What are the emerging research directions for ctaB studies?

Current evidence suggests several promising research directions for ctaB studies:

• Antimicrobial development: The link between ctaB function and bacterial virulence suggests that inhibitors of this enzyme might represent a novel class of antivirulence compounds that could reduce pathogenicity without directly killing bacteria, potentially reducing selective pressure for resistance development.

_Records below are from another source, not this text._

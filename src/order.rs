//! Weighted start-order resolution.
//!
//! Interdependent containers are started in weight order, lowest first, with
//! the logical service name as the deterministic tie-break. Weights are
//! compared numerically; the legacy configuration format compared them as
//! strings, which silently misorders a registry that mixes weight-string
//! widths, so string-encoded weights of unequal width still produce a
//! warning. Warnings are data for the caller to print, escalate, or ignore;
//! nothing here is an error.

use crate::service::ServiceDefinition;
use std::collections::HashMap;
use std::fmt;

/// A configuration-inconsistency warning from order resolution.
///
/// Execution continues; under the legacy string comparison the reported
/// service's start position would have been wrong.
#[derive(Debug, Clone, PartialEq, Eq)]
pub struct OrderWarning {
    /// Display name of the offending service.
    pub service: String,
}

impl fmt::Display for OrderWarning {
    fn fmt(&self, f: &mut fmt::Formatter<'_>) -> fmt::Result {
        write!(
            f,
            "please check the weight attribute of the {} container configuration, ordering may not work correctly",
            self.service
        )
    }
}

/// Compute the start order for a set of service definitions.
///
/// Returns every key of `services` exactly once, sorted by `(weight, name)`,
/// together with any legacy-width warnings. Output depends only on the map's
/// contents, never on its iteration order.
pub fn resolve(
    services: &HashMap<String, ServiceDefinition>,
) -> (Vec<String>, Vec<OrderWarning>) {
    let mut entries: Vec<(&String, &ServiceDefinition)> = services.iter().collect();
    entries.sort_by(|(a_key, a), (b_key, b)| {
        a.weight.cmp(&b.weight).then_with(|| a_key.cmp(b_key))
    });

    let ordered = entries.iter().map(|(key, _)| (*key).clone()).collect();

    // Legacy string-encoded weights must all share one width to sort
    // correctly under the old lexical comparison. Warn per offender against
    // the narrowest width observed, scanning in key order so repeated runs
    // agree. Integer-encoded weights carry no width and never warn.
    let mut warnings = Vec::new();
    if let Some(min_width) = services
        .values()
        .filter_map(|s| s.weight.legacy_width())
        .min()
    {
        let mut by_key: Vec<(&String, &ServiceDefinition)> = services.iter().collect();
        by_key.sort_by(|(a, _), (b, _)| a.cmp(b));
        for (key, service) in by_key {
            let wider = service
                .weight
                .legacy_width()
                .map_or(false, |w| w > min_width);
            if wider {
                let label = if service.name.is_empty() {
                    key.clone()
                } else {
                    service.name.clone()
                };
                warnings.push(OrderWarning { service: label });
            }
        }
    }

    (ordered, warnings)
}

• Synthetic biology applications: Engineering ctaB variants with altered substrate specificity could enable production of novel heme derivatives with potential applications in biosensors or biocatalysis.

• Systems biology integration: Positioning ctaB within global metabolic networks through multi-omics approaches could reveal unexpected connections between heme metabolism and other cellular processes.

• Structural biology advancements: Application of emerging techniques like cryo-EM to membrane proteins may overcome historical challenges in obtaining high-resolution structures of ctaB and related enzymes.

• Evolutionary analysis: Deeper investigation of ctaB distribution across bacterial phyla could provide insights into the evolution of respiratory chains and adaptation to varying oxygen environments.